• WHAT THE TASK ASKS: Copy each line below containing "EAGAIN".

RECORD EXTRACTS: Begin

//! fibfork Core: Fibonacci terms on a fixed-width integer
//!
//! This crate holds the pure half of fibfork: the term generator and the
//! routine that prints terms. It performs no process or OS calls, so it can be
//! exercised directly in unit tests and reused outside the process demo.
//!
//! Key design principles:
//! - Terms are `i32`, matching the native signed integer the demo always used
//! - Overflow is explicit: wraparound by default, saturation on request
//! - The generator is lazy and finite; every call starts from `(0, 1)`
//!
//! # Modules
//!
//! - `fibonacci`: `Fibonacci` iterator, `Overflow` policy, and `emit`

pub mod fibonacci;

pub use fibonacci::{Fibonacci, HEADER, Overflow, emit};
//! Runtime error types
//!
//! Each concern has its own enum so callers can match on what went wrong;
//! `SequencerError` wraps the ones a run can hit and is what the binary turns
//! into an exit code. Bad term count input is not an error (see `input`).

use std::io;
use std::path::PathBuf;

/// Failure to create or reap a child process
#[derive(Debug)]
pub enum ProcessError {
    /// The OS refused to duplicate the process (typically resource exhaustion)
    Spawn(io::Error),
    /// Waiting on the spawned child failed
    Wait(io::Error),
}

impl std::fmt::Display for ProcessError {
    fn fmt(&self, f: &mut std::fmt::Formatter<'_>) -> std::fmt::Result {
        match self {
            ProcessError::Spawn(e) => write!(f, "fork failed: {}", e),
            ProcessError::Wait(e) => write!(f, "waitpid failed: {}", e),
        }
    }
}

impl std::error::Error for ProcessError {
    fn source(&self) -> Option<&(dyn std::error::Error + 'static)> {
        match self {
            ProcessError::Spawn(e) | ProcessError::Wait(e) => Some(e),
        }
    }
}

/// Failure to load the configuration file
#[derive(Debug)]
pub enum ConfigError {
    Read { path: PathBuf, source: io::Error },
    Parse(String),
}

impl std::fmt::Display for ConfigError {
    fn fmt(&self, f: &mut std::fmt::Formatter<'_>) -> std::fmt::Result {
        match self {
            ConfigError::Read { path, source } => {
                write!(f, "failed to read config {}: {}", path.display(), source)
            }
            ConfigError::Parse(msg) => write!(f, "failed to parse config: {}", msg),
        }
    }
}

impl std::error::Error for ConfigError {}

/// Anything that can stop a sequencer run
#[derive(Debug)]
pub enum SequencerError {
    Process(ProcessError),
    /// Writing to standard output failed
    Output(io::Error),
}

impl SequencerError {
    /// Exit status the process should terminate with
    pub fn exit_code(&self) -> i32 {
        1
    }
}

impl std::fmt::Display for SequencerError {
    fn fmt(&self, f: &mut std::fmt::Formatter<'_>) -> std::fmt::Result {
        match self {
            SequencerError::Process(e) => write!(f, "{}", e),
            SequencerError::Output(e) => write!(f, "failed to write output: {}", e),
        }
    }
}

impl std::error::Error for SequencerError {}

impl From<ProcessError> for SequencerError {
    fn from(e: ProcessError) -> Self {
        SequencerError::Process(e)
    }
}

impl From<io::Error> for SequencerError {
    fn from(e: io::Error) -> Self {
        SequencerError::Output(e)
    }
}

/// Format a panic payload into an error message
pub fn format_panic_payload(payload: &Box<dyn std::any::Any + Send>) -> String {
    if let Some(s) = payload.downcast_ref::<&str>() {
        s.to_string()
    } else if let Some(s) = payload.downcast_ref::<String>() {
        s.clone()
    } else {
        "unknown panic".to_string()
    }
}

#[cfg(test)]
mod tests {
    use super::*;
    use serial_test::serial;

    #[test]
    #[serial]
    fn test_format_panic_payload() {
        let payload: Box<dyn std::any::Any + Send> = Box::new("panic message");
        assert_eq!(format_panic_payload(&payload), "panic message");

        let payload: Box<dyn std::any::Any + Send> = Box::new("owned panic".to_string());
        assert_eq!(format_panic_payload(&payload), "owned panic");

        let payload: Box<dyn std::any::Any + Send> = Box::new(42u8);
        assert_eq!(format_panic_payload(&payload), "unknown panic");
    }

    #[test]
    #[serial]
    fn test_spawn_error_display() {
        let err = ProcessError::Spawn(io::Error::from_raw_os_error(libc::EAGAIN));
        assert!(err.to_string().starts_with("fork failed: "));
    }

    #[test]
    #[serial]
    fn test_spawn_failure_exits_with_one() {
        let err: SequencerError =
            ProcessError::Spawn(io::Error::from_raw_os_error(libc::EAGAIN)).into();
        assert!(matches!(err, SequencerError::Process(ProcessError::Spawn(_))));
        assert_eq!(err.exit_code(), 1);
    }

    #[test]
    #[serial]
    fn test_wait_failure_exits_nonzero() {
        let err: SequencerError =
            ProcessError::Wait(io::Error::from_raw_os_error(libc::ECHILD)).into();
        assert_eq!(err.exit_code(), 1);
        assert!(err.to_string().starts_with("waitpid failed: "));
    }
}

RECORD EXTRACTS: End
RECORD EXTRACTS: Begin

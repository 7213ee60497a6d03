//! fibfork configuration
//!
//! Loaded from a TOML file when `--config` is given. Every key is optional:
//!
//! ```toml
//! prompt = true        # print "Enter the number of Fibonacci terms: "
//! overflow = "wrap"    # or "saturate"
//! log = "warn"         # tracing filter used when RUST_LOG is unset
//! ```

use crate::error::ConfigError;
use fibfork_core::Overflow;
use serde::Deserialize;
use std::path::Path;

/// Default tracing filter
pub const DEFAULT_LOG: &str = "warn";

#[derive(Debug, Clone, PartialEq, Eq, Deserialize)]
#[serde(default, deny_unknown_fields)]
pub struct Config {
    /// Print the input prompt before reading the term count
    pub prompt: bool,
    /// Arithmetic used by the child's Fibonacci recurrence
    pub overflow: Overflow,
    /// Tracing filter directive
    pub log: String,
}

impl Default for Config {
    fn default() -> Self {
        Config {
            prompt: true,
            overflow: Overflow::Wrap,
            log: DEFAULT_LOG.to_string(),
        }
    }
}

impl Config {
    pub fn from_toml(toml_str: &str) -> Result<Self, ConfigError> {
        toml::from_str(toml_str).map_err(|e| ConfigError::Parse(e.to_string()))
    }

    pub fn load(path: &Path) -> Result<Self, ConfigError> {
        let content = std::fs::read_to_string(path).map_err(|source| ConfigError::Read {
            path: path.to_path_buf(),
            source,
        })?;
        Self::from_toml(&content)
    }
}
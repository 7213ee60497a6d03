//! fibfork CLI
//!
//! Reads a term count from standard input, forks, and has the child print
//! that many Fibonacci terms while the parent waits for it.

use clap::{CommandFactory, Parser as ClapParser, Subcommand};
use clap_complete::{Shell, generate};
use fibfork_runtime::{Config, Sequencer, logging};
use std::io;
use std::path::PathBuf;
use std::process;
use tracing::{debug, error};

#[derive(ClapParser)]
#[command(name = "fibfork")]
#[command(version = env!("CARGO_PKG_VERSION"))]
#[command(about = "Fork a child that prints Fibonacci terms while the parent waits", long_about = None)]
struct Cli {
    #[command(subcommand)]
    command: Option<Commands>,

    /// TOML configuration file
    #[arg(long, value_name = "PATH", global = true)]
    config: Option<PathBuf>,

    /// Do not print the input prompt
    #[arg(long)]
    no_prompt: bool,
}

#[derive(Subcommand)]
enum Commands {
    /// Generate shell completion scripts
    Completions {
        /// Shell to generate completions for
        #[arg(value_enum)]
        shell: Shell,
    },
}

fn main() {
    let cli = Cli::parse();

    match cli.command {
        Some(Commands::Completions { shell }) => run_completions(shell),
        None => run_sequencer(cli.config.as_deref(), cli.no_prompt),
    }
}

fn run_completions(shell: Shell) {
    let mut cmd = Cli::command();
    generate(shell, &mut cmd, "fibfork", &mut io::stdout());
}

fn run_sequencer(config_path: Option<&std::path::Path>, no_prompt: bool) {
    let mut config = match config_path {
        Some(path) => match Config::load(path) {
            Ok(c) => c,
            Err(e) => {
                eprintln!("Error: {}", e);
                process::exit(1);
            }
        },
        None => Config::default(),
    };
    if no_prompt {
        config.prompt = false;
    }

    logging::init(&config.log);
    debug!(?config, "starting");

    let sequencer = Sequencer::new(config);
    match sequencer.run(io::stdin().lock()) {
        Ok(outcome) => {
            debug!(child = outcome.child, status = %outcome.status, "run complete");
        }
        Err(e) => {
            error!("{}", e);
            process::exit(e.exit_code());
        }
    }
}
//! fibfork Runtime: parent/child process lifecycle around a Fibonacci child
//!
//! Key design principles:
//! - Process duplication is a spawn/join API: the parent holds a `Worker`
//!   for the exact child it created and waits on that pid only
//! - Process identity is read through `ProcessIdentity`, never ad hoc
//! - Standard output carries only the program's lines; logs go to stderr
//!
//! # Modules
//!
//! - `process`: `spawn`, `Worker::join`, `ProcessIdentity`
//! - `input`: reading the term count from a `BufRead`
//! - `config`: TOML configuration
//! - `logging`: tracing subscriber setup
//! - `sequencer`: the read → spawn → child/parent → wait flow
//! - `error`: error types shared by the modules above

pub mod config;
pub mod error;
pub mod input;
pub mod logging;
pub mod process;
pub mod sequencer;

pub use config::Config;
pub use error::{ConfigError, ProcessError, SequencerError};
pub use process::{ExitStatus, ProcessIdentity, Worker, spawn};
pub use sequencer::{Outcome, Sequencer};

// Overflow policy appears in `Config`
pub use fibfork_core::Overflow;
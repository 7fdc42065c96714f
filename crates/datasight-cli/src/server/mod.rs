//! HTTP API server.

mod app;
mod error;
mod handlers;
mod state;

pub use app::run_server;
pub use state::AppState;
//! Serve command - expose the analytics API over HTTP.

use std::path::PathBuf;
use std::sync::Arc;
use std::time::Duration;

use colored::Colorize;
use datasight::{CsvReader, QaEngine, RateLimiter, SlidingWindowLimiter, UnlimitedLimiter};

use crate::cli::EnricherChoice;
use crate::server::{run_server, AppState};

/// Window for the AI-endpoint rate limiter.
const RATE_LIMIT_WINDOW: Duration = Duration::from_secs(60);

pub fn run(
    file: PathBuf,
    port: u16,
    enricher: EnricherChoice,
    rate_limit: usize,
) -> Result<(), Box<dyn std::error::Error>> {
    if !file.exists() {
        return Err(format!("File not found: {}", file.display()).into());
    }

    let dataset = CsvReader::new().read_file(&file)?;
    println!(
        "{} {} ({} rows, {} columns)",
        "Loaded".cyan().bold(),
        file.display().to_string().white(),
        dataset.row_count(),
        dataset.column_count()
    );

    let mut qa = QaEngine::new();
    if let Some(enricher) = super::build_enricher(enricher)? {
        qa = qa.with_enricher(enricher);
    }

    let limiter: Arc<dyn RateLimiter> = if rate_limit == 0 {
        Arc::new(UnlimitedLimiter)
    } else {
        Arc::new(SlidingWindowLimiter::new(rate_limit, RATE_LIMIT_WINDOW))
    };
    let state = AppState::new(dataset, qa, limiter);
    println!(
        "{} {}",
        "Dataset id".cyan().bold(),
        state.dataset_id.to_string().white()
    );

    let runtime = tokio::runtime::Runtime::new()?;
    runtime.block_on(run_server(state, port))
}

RECORD EXTRACTS: End
RECORD EXTRACTS: Begin

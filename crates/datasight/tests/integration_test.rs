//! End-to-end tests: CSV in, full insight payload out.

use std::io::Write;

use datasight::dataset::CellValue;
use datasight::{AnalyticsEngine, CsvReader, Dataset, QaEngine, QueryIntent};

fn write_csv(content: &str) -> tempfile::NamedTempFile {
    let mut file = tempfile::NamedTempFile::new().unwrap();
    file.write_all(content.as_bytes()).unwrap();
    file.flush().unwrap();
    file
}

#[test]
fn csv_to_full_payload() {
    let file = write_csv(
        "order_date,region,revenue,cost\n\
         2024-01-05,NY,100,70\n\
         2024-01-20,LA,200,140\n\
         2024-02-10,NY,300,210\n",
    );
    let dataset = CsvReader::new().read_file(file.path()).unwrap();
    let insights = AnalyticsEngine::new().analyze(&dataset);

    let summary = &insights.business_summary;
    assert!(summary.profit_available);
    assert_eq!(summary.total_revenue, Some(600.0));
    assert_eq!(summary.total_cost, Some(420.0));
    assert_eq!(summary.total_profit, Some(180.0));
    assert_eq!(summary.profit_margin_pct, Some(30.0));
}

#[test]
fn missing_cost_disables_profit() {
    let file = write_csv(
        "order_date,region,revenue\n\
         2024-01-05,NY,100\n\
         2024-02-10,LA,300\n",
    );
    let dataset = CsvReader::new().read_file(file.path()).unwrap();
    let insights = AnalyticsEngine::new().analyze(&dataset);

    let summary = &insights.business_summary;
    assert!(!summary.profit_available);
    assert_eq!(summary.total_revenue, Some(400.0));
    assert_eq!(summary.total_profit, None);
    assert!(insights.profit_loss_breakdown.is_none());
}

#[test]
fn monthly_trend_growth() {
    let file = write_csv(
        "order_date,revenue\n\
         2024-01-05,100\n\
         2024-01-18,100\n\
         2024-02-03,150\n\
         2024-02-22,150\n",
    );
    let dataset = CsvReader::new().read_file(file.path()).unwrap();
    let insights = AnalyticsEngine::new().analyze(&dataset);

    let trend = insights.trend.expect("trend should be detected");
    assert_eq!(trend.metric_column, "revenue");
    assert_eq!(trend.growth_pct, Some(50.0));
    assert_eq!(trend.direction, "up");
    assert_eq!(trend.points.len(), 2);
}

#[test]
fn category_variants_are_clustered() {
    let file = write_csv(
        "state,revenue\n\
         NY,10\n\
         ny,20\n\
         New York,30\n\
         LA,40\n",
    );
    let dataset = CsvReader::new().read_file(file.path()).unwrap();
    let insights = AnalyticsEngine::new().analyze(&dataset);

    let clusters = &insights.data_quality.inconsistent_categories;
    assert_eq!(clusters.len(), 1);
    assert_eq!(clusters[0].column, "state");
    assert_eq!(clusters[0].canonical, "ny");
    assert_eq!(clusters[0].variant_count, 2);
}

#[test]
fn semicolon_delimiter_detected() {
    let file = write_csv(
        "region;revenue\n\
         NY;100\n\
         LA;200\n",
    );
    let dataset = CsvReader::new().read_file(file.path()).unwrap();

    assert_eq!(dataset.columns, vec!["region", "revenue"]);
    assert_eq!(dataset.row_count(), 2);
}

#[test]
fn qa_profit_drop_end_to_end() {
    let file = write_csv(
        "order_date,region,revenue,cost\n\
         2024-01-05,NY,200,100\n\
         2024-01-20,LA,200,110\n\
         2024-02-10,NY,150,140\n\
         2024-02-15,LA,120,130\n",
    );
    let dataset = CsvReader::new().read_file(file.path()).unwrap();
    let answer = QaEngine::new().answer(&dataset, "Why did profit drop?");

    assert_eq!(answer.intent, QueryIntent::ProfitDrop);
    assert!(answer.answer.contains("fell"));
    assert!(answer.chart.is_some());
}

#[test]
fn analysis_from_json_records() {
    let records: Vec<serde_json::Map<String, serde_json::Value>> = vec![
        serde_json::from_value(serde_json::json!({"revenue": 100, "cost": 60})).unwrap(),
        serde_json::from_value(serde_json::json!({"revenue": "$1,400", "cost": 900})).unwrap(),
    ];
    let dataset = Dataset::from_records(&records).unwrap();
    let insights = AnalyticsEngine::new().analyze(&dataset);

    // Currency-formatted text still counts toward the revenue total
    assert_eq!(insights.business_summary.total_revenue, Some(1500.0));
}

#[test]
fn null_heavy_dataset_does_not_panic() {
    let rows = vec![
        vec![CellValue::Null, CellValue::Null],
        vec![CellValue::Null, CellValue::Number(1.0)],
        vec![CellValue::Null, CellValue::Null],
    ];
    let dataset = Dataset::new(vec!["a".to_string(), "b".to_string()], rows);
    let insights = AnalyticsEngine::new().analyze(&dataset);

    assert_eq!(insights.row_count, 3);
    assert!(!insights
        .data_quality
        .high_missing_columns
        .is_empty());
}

RECORD EXTRACTS: End

• OUTPUT OF THE EXERCISE:
        let err = ProcessError::Spawn(io::Error::from_raw_os_error(libc::EAGAIN));
            ProcessError::Spawn(io::Error::from_raw_os_error(libc::EAGAIN)).into();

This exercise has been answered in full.